►

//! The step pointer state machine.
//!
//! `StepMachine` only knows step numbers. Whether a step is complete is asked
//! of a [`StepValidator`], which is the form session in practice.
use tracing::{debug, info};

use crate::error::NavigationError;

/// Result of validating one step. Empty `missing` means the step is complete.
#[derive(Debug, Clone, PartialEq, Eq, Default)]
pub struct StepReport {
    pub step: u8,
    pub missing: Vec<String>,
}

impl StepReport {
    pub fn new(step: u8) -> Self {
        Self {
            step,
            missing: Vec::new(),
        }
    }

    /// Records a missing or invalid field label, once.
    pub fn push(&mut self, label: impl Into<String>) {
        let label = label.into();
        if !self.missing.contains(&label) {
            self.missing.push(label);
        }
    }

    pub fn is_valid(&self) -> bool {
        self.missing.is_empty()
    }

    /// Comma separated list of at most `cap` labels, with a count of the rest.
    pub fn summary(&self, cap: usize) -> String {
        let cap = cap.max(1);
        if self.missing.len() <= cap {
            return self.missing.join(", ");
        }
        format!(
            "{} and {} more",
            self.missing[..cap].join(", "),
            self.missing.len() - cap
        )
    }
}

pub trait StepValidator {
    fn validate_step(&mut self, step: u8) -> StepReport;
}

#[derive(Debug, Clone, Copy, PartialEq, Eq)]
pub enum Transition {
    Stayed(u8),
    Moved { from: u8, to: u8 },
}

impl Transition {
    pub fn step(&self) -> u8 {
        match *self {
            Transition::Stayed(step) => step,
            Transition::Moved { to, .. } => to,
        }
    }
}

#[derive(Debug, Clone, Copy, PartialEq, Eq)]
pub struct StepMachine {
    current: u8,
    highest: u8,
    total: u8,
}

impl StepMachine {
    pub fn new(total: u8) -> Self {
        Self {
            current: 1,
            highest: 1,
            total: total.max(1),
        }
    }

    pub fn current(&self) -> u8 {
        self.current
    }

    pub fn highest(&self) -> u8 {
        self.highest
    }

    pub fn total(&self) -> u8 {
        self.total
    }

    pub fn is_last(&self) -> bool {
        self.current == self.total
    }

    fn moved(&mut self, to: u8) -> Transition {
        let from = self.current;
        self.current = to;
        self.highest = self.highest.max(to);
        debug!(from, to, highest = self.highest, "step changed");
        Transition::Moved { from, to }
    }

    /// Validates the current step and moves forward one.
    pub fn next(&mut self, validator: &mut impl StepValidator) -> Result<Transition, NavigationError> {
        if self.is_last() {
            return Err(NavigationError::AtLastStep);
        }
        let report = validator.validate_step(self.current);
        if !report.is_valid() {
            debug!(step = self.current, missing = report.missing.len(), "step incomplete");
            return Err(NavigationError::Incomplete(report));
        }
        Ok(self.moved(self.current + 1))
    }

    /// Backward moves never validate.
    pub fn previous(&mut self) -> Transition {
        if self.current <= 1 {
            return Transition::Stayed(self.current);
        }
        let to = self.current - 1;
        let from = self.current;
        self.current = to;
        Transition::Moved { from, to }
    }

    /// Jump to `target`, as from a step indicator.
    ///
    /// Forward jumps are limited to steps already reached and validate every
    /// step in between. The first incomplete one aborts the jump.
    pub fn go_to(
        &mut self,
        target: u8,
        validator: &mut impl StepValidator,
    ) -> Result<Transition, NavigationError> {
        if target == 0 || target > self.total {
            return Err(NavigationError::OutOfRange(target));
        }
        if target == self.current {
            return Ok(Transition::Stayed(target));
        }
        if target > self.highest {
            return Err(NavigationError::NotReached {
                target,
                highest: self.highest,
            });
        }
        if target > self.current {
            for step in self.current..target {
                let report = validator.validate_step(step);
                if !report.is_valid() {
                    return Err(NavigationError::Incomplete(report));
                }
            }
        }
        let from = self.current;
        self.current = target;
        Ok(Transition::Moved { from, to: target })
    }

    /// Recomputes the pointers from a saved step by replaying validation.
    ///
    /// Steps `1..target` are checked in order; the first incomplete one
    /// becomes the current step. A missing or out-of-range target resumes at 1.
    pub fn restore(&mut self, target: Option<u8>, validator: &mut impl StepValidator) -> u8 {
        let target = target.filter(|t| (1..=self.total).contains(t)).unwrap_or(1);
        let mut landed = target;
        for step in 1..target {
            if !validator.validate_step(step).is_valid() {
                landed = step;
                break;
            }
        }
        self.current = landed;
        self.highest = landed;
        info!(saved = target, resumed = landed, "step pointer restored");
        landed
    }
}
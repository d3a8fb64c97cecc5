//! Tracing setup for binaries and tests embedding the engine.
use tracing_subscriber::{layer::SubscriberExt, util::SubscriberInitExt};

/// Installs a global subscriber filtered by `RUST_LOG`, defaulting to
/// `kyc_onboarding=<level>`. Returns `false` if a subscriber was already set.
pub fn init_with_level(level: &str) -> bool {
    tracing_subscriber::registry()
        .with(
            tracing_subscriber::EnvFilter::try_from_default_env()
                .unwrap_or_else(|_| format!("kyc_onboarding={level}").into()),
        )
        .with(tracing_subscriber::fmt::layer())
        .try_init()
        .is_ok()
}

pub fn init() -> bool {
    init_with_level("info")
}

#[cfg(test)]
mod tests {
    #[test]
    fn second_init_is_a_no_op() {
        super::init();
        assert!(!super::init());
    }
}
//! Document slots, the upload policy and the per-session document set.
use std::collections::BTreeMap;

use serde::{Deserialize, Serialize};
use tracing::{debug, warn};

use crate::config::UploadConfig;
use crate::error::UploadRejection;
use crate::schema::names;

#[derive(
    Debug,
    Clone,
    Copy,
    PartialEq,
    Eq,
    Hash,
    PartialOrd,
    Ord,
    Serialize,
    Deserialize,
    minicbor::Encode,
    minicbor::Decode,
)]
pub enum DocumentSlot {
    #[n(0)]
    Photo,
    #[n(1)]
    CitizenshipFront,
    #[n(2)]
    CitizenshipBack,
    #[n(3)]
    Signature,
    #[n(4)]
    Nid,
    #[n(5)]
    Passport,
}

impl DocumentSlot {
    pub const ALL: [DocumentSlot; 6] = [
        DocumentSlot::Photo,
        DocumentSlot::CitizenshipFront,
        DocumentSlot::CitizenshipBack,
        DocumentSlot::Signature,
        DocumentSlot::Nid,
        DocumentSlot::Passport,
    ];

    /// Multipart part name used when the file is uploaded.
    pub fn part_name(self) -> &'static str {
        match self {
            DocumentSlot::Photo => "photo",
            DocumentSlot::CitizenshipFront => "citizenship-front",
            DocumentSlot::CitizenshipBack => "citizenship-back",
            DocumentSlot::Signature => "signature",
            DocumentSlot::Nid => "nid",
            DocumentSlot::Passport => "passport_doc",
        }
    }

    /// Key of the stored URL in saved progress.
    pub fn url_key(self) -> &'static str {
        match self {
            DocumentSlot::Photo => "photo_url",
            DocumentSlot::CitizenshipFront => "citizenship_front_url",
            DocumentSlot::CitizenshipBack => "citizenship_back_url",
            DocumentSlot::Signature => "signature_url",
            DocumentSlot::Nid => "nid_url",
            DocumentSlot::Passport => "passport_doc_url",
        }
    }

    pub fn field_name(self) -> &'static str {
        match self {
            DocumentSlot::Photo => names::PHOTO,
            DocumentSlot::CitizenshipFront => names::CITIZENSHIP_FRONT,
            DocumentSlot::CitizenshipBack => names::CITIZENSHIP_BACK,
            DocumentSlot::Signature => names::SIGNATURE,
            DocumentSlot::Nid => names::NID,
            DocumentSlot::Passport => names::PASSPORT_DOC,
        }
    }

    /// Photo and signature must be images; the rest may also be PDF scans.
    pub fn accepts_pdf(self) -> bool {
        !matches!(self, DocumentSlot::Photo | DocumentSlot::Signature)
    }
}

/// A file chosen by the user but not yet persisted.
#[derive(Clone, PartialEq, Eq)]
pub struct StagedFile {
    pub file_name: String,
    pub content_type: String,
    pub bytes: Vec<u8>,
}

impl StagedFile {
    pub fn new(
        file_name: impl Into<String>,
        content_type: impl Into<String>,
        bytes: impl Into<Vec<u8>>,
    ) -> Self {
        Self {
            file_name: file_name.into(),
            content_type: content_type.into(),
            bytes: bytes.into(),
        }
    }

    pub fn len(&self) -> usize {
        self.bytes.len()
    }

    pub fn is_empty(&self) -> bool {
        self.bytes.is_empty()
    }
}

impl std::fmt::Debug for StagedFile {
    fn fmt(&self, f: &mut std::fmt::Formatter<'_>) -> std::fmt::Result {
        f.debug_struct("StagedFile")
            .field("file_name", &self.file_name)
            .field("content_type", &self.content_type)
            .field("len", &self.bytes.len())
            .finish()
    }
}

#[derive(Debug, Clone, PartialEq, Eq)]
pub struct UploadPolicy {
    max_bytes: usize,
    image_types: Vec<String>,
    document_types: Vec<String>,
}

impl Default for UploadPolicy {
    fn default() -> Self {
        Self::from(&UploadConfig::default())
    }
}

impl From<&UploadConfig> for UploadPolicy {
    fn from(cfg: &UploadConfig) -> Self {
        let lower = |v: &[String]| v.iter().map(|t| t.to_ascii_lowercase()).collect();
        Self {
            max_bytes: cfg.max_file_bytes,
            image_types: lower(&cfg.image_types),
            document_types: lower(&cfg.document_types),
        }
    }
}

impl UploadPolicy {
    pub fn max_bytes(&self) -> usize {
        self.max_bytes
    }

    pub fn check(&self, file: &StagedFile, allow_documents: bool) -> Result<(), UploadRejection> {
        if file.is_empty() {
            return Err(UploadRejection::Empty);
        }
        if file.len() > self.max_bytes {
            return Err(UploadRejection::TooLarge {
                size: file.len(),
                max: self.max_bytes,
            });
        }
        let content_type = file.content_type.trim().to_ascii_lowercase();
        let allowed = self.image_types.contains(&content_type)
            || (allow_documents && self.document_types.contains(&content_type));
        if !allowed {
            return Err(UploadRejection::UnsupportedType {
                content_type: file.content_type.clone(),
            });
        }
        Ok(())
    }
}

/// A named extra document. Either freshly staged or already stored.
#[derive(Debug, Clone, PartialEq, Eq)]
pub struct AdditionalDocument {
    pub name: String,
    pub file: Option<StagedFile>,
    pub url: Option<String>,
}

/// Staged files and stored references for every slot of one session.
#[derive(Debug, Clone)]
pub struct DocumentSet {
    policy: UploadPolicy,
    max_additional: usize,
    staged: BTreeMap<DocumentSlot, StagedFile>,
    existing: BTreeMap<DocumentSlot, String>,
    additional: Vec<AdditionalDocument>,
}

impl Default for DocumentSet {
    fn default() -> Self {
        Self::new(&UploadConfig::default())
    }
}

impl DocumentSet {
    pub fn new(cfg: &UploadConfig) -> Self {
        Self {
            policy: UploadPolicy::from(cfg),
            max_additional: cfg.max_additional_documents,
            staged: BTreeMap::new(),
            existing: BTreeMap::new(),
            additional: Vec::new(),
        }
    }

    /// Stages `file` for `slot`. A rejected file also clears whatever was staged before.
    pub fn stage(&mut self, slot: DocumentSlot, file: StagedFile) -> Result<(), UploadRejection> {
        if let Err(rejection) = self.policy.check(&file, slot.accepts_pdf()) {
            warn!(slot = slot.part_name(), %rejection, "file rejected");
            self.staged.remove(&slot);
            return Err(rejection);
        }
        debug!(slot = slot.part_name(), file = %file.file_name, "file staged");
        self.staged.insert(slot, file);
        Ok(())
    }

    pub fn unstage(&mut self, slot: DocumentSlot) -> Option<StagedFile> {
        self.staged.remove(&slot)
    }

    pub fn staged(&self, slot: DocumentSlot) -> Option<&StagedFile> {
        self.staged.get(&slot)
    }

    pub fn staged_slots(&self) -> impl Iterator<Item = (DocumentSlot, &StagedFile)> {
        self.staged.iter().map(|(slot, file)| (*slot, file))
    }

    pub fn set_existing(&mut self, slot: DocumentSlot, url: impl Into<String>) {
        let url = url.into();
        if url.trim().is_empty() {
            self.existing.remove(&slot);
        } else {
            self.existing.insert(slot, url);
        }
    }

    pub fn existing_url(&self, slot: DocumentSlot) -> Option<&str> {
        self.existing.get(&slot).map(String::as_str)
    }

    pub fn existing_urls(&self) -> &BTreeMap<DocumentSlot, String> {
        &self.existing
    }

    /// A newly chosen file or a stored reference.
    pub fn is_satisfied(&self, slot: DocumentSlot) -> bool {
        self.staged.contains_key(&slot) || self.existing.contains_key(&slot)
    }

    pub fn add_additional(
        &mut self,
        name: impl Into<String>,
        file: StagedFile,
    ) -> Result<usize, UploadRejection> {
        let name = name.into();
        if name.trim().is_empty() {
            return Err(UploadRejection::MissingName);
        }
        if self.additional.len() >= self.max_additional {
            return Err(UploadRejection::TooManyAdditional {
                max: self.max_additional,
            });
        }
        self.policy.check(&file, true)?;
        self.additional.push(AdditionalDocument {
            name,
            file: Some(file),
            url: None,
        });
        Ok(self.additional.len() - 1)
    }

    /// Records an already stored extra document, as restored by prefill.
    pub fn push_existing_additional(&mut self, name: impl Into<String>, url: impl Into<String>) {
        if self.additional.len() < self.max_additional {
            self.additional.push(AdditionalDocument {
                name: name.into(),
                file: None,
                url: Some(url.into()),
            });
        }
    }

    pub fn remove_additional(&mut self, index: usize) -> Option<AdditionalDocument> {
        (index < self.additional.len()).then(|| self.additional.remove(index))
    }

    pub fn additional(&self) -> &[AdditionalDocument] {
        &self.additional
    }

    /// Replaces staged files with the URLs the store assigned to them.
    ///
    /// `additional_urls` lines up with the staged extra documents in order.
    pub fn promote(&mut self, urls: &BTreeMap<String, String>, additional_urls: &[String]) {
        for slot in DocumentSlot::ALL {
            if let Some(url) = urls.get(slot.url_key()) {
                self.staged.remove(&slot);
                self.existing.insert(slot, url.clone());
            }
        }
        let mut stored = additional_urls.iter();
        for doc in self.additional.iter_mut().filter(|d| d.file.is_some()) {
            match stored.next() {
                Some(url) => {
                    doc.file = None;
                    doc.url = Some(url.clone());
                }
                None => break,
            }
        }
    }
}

◄

__YOUR OBJECTIVE__
Among the entries above, which lines include "join"? List them all.

__SOLUTION TO THE PROBLEM__
            return self.missing.join(", ");
            self.missing[..cap].join(", "),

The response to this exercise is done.